High-throughput whole genome sequencing of Porcine reproductive and respiratory syndrome virus from cell culture materials and clinical specimens using next-generation sequencing technology.

Next-generation sequencing (NGS) technologies have increasingly played crucial roles in biological and medical research, but are not yet in routine use in veterinary diagnostic laboratories. We developed and applied a procedure for high-throughput RNA sequencing of Porcine reproductive and respiratory syndrome virus (PRRSV) from cell culture-derived isolates and clinical specimens. Ten PRRSV isolates with known sequence information, 2 mixtures each with 2 different PRRSV isolates, and 51 clinical specimens (19 sera, 16 lungs, and 16 oral fluids) with various PCR threshold cycle (Ct) values were subjected to nucleic acid extraction, cDNA library preparation (24-plexed), and sequencing.
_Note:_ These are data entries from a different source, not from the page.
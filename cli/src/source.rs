//! Structured source readers for the corpus and synonym files. Both are JSON
//! arrays, optionally annotated with `//` line comments which are stripped
//! before parsing.

use anyhow::{Context, Result};
use serde::Deserialize;
use std::fs;
use std::path::Path;

#[derive(Debug, Deserialize)]
struct QaRecord {
    question: String,
    #[serde(default)]
    answers: Vec<String>,
}

#[derive(Debug, Deserialize)]
struct SynonymRecord {
    canonical: String,
    #[serde(default)]
    synonyms: Vec<String>,
}

/// Remove `//` line comments outside of string literals, keeping the
/// terminating newline. A leading BOM is dropped.
pub fn strip_line_comments(input: &str) -> String {
    let input = input.strip_prefix('\u{feff}').unwrap_or(input);
    let mut out = String::with_capacity(input.len());
    let mut chars = input.chars().peekable();
    let mut in_string = false;
    let mut escaped = false;
    while let Some(c) = chars.next() {
        if in_string {
            out.push(c);
            if escaped {
                escaped = false;
            } else if c == '\\' {
                escaped = true;
            } else if c == '"' {
                in_string = false;
            }
        } else if c == '"' {
            in_string = true;
            out.push(c);
        } else if c == '/' && chars.peek() == Some(&'/') {
            for skipped in chars.by_ref() {
                if skipped == '\n' || skipped == '\r' {
                    out.push(skipped);
                    break;
                }
            }
        } else {
            out.push(c);
        }
    }
    out
}

/// Read `[{"question": .., "answers": [..]}, ..]`. Records with an empty
/// question are dropped.
pub fn read_qa_records(path: &Path) -> Result<Vec<(String, Vec<String>)>> {
    let raw = fs::read_to_string(path)
        .with_context(|| format!("cannot read corpus file {}", path.display()))?;
    let records: Vec<QaRecord> = serde_json::from_str(&strip_line_comments(&raw))
        .with_context(|| format!("malformed corpus file {}", path.display()))?;
    Ok(records
        .into_iter()
        .filter(|r| !r.question.is_empty())
        .map(|r| (r.question, r.answers))
        .collect())
}

/// Read `[{"canonical": .., "synonyms": [..]}, ..]`. Records with an empty
/// canonical term are dropped.
pub fn read_synonym_records(path: &Path) -> Result<Vec<(String, Vec<String>)>> {
    let raw = fs::read_to_string(path)
        .with_context(|| format!("cannot read synonyms file {}", path.display()))?;
    let records: Vec<SynonymRecord> = serde_json::from_str(&strip_line_comments(&raw))
        .with_context(|| format!("malformed synonyms file {}", path.display()))?;
    Ok(records
        .into_iter()
        .filter(|r| !r.canonical.is_empty())
        .map(|r| (r.canonical, r.synonyms))
        .collect())
}
use crate::index::{CorpusIndex, Document};
use crate::DocId;
use anyhow::Result;
use serde::{Deserialize, Serialize};
use sha1::{Digest, Sha1};
use std::collections::HashMap;
use std::fs::File;
use std::io::Write;
use std::path::Path;

/// Fixed 9-byte tag at the start of every cache file.
pub const CACHE_MAGIC: &[u8; 9] = b"QACACHEv1";

/// Hex sha1 digest of a source file's bytes, used to key the cache to the
/// exact corpus/synonym pair it was built from.
pub fn content_hash(bytes: &[u8]) -> String {
    let mut hasher = Sha1::new();
    hasher.update(bytes);
    format!("{:x}", hasher.finalize())
}

/// Loss-free snapshot of a built [`CorpusIndex`]. The n-gram postings are not
/// stored; they are rebuilt from the per-document sets on load. Encoded with
/// bincode's fixed little-endian layout after the magic tag, which settles
/// the format's byte order across hosts.
///
/// Field order is the on-disk layout: the average length precedes the
/// document records, whose count rides as bincode's length prefix. Reordering
/// fields invalidates existing cache files.
#[derive(Debug, Serialize, Deserialize)]
pub struct CacheSnapshot {
    pub corpus_hash: String,
    pub synonym_hash: String,
    pub avg_doc_len: f64,
    pub docs: Vec<Document>,
    pub doc_freq: HashMap<String, u32>,
    pub idf: HashMap<String, f64>,
    pub exact: HashMap<String, DocId>,
}

impl CacheSnapshot {
    pub fn capture(index: &CorpusIndex, corpus_hash: String, synonym_hash: String) -> Self {
        Self {
            corpus_hash,
            synonym_hash,
            avg_doc_len: index.avg_doc_len,
            docs: index.docs.clone(),
            doc_freq: index.doc_freq.clone(),
            idf: index.idf.clone(),
            exact: index.exact.clone(),
        }
    }

    /// Reassemble the index, bypassing every build step including
    /// normalization.
    pub fn restore(self) -> CorpusIndex {
        CorpusIndex::from_parts(self.docs, self.avg_doc_len, self.doc_freq, self.idf, self.exact)
    }
}

pub fn save_cache(path: &Path, snapshot: &CacheSnapshot) -> Result<()> {
    let mut f = File::create(path)?;
    f.write_all(CACHE_MAGIC)?;
    let bytes = bincode::serialize(snapshot)?;
    f.write_all(&bytes)?;
    Ok(())
}

/// Load a snapshot if, and only if, the file exists, carries the magic tag,
/// decodes cleanly, and both stored content hashes match the current source
/// bytes. Every failure mode means "cache absent", never an error: the
/// caller falls back to a full rebuild.
pub fn load_cache(path: &Path, corpus_hash: &str, synonym_hash: &str) -> Option<CacheSnapshot> {
    let buf = std::fs::read(path).ok()?;
    if buf.len() < CACHE_MAGIC.len() || &buf[..CACHE_MAGIC.len()] != CACHE_MAGIC {
        tracing::debug!(path = %path.display(), "cache rejected: bad magic");
        return None;
    }
    let snapshot: CacheSnapshot = match bincode::deserialize(&buf[CACHE_MAGIC.len()..]) {
        Ok(snapshot) => snapshot,
        Err(err) => {
            tracing::debug!(path = %path.display(), %err, "cache rejected: decode failed");
            return None;
        }
    };
    if snapshot.corpus_hash != corpus_hash || snapshot.synonym_hash != synonym_hash {
        tracing::debug!(path = %path.display(), "cache rejected: source hash mismatch");
        return None;
    }
    Some(snapshot)
}

#[cfg(test)]
mod tests {
    use super::*;
    use tempfile::tempdir;

    fn build_index() -> CorpusIndex {
        let mut index = CorpusIndex::new();
        index.replace(
            vec![
                ("What is the capital of France".to_string(), vec!["Paris".to_string()]),
                (
                    "How many legs does a spider have".to_string(),
                    vec!["Eight".to_string(), "8".to_string()],
                ),
            ],
            None,
        );
        index
    }

    #[test]
    fn round_trip_preserves_index() {
        let dir = tempdir().unwrap();
        let path = dir.path().join("qa_cache.bin");
        let index = build_index();
        let snapshot = CacheSnapshot::capture(&index, "ch".into(), "sh".into());
        save_cache(&path, &snapshot).unwrap();

        let restored = load_cache(&path, "ch", "sh").unwrap().restore();
        assert_eq!(restored.len(), index.len());
        assert_eq!(restored.doc_freq, index.doc_freq);
        assert_eq!(restored.idf, index.idf);
        assert_eq!(restored.exact, index.exact);
        assert_eq!(restored.avg_doc_len, index.avg_doc_len);
        for (a, b) in restored.docs.iter().zip(&index.docs) {
            assert_eq!(a.id, b.id);
            assert_eq!(a.question, b.question);
            assert_eq!(a.answers, b.answers);
            assert_eq!(a.tokens, b.tokens);
            assert_eq!(a.bigrams, b.bigrams);
            assert_eq!(a.trigrams, b.trigrams);
        }
        // postings rebuilt from documents
        assert_eq!(restored.bigram_postings, index.bigram_postings);
        assert_eq!(restored.trigram_postings, index.trigram_postings);
    }

    #[test]
    fn hash_mismatch_rejects() {
        let dir = tempdir().unwrap();
        let path = dir.path().join("qa_cache.bin");
        let index = build_index();
        save_cache(&path, &CacheSnapshot::capture(&index, "ch".into(), "sh".into())).unwrap();
        assert!(load_cache(&path, "other", "sh").is_none());
        assert!(load_cache(&path, "ch", "other").is_none());
    }

    #[test]
    fn bad_magic_rejects() {
        let dir = tempdir().unwrap();
        let path = dir.path().join("qa_cache.bin");
        std::fs::write(&path, b"NOTACACHE rest of file").unwrap();
        assert!(load_cache(&path, "ch", "sh").is_none());
    }

    #[test]
    fn truncated_blob_rejects() {
        let dir = tempdir().unwrap();
        let path = dir.path().join("qa_cache.bin");
        let index = build_index();
        save_cache(&path, &CacheSnapshot::capture(&index, "ch".into(), "sh".into())).unwrap();
        let bytes = std::fs::read(&path).unwrap();
        std::fs::write(&path, &bytes[..bytes.len() / 2]).unwrap();
        assert!(load_cache(&path, "ch", "sh").is_none());
    }

    #[test]
    fn missing_file_is_absent() {
        let dir = tempdir().unwrap();
        assert!(load_cache(&dir.path().join("nope.bin"), "ch", "sh").is_none());
    }

    #[test]
    fn content_hash_is_stable_and_discriminating() {
        assert_eq!(content_hash(b"abc"), content_hash(b"abc"));
        assert_ne!(content_hash(b"abc"), content_hash(b"abd"));
        assert_eq!(content_hash(b"abc").len(), 40);
    }
}
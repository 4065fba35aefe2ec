use crate::index::CorpusIndex;
use crate::DocId;
use std::collections::{HashMap, HashSet};

/// Candidates below this n-gram score are dropped, unless the filter would
/// empty the result entirely.
pub const MIN_NGRAM_MATCH: i64 = 2;
/// Hard cap on the candidate set handed to the scorer.
pub const MAX_CANDIDATES: usize = 200;

const TRIGRAM_HIT: i64 = 4;
const BIGRAM_HIT: i64 = 2;

/// Cheap difference count between two terms: mismatched characters over the
/// shared prefix plus the length delta beyond it. Not edit distance; a
/// transposition counts as two differences. Kept deliberately cheap so the
/// near-miss fallback stays a linear vocabulary scan.
pub fn difference_count(a: &str, b: &str) -> usize {
    let a = a.as_bytes();
    let b = b.as_bytes();
    let shared = a.len().min(b.len());
    let mismatches = a[..shared].iter().zip(&b[..shared]).filter(|(x, y)| x != y).count();
    mismatches + (a.len().max(b.len()) - shared)
}

/// Near-match test used by both candidate fallback and fuzzy coverage:
/// lengths within 2 and at most one counted difference.
pub fn near_match(a: &str, b: &str) -> bool {
    let delta = (a.len() as i64 - b.len() as i64).abs();
    delta <= 2 && difference_count(a, b) <= 1
}

/// Score documents by query n-gram overlap: each posting hit earns +4 per
/// trigram and +2 per bigram. When no document scores at all, a fallback
/// pass scans the vocabulary for near-miss terms and gives every document
/// containing one a single point. The result is filtered by
/// [`MIN_NGRAM_MATCH`] (kept unfiltered if that empties it), sorted
/// descending, and truncated to [`MAX_CANDIDATES`].
pub fn find_candidates(
    index: &CorpusIndex,
    query_bigrams: &[String],
    query_trigrams: &[String],
    query_tokens: &[String],
) -> Vec<(DocId, i64)> {
    let mut scores: HashMap<DocId, i64> = HashMap::new();
    for trigram in query_trigrams {
        if let Some(ids) = index.trigram_postings.get(trigram) {
            for &id in ids {
                *scores.entry(id).or_insert(0) += TRIGRAM_HIT;
            }
        }
    }
    for bigram in query_bigrams {
        if let Some(ids) = index.bigram_postings.get(bigram) {
            for &id in ids {
                *scores.entry(id).or_insert(0) += BIGRAM_HIT;
            }
        }
    }

    if scores.is_empty() {
        let mut near_docs: HashSet<DocId> = HashSet::new();
        for token in query_tokens {
            for term in index.doc_freq.keys() {
                if !near_match(term, token) {
                    continue;
                }
                for doc in &index.docs {
                    if doc.term_counts.contains_key(term) {
                        near_docs.insert(doc.id);
                    }
                }
            }
        }
        if !near_docs.is_empty() {
            tracing::debug!(docs = near_docs.len(), "near-miss fallback produced candidates");
        }
        for id in near_docs {
            *scores.entry(id).or_insert(0) += 1;
        }
    }

    let mut out: Vec<(DocId, i64)> = scores
        .iter()
        .filter(|(_, &score)| score >= MIN_NGRAM_MATCH)
        .map(|(&id, &score)| (id, score))
        .collect();
    if out.is_empty() {
        out = scores.into_iter().collect();
    }
    out.sort_by(|a, b| b.1.cmp(&a.1).then(a.0.cmp(&b.0)));
    out.truncate(MAX_CANDIDATES);
    out
}

#[cfg(test)]
mod tests {
    use super::*;
    use crate::tokenizer::{ngrams, normalize};

    fn build_index(questions: &[&str]) -> CorpusIndex {
        let mut index = CorpusIndex::new();
        let records = questions
            .iter()
            .map(|q| (q.to_string(), vec!["answer".to_string()]))
            .collect();
        index.replace(records, None);
        index
    }

    fn query_parts(text: &str) -> (Vec<String>, Vec<String>, Vec<String>) {
        let tokens = normalize(text, None);
        let bigrams = ngrams(&tokens, 2);
        let trigrams = ngrams(&tokens, 3);
        (bigrams, trigrams, tokens)
    }

    #[test]
    fn difference_counting() {
        assert_eq!(difference_count("cat", "cat"), 0);
        assert_eq!(difference_count("cat", "car"), 1);
        assert_eq!(difference_count("cat", "cats"), 1);
        assert_eq!(difference_count("cat", "dog"), 3);
        // transpositions count per mismatched position, not as one edit
        assert_eq!(difference_count("form", "from"), 2);
    }

    #[test]
    fn trigrams_outscore_bigrams() {
        let index = build_index(&[
            "green tea brewing temperature guide",
            "green tea history",
        ]);
        let (bigrams, trigrams, tokens) = query_parts("green tea brewing temperature");
        let candidates = find_candidates(&index, &bigrams, &trigrams, &tokens);
        assert_eq!(candidates[0].0, 0);
        assert!(candidates[0].1 > candidates.get(1).map_or(0, |c| c.1));
    }

    #[test]
    fn threshold_filters_weak_matches() {
        let index = build_index(&["solar panel installation cost", "wind turbine blade design"]);
        let (bigrams, trigrams, tokens) = query_parts("solar panel installation");
        let candidates = find_candidates(&index, &bigrams, &trigrams, &tokens);
        assert!(candidates.iter().all(|&(_, score)| score >= MIN_NGRAM_MATCH));
        assert!(candidates.iter().all(|&(id, _)| id == 0));
    }

    #[test]
    fn near_miss_fallback_fires_without_ngram_overlap() {
        let index = build_index(&["quantum computing basics"]);
        // single misspelled token: no bigrams, no trigram or bigram overlap
        let tokens = vec!["quantun".to_string()];
        let candidates = find_candidates(&index, &[], &[], &tokens);
        assert_eq!(candidates.len(), 1);
        assert_eq!(candidates[0], (0, 1));
    }

    #[test]
    fn candidate_cap_holds() {
        let questions: Vec<String> = (0..250)
            .map(|i| format!("common question number variant{i}"))
            .collect();
        let refs: Vec<&str> = questions.iter().map(String::as_str).collect();
        let index = build_index(&refs);
        let (bigrams, trigrams, tokens) = query_parts("common question number");
        let candidates = find_candidates(&index, &bigrams, &trigrams, &tokens);
        assert_eq!(candidates.len(), MAX_CANDIDATES);
    }
}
Whole genome sequences were obtained from 10 reference isolates with expected sequences and from sera with a PRRSV real-time reverse transcription PCR Ct ≤ 23.6, lung tissues with Ct ≤ 21, and oral fluids with Ct ≤ 20.6. For mixtures with PRRSV-1 and -2 isolates (57.8% nucleotide identity), NGS was able to distinguish them as well as obtain their respective genome sequences. For mixtures with 2 PRRSV-2 isolates (92.4% nucleotide identity), sequence reads with nucleotide ambiguity at numerous sites were observed, indicating mixed infection; however, individual virus sequences could only be separated when 1 isolate identity and sequence in the mixture is known. The NGS approach described herein offers the prospect of high-throughput sequencing and could be adapted to routine workflows in veterinary diagnostic laboratories, although further improvement of sequencing outcomes from clinical specimens with higher Ct values remains to be investigated.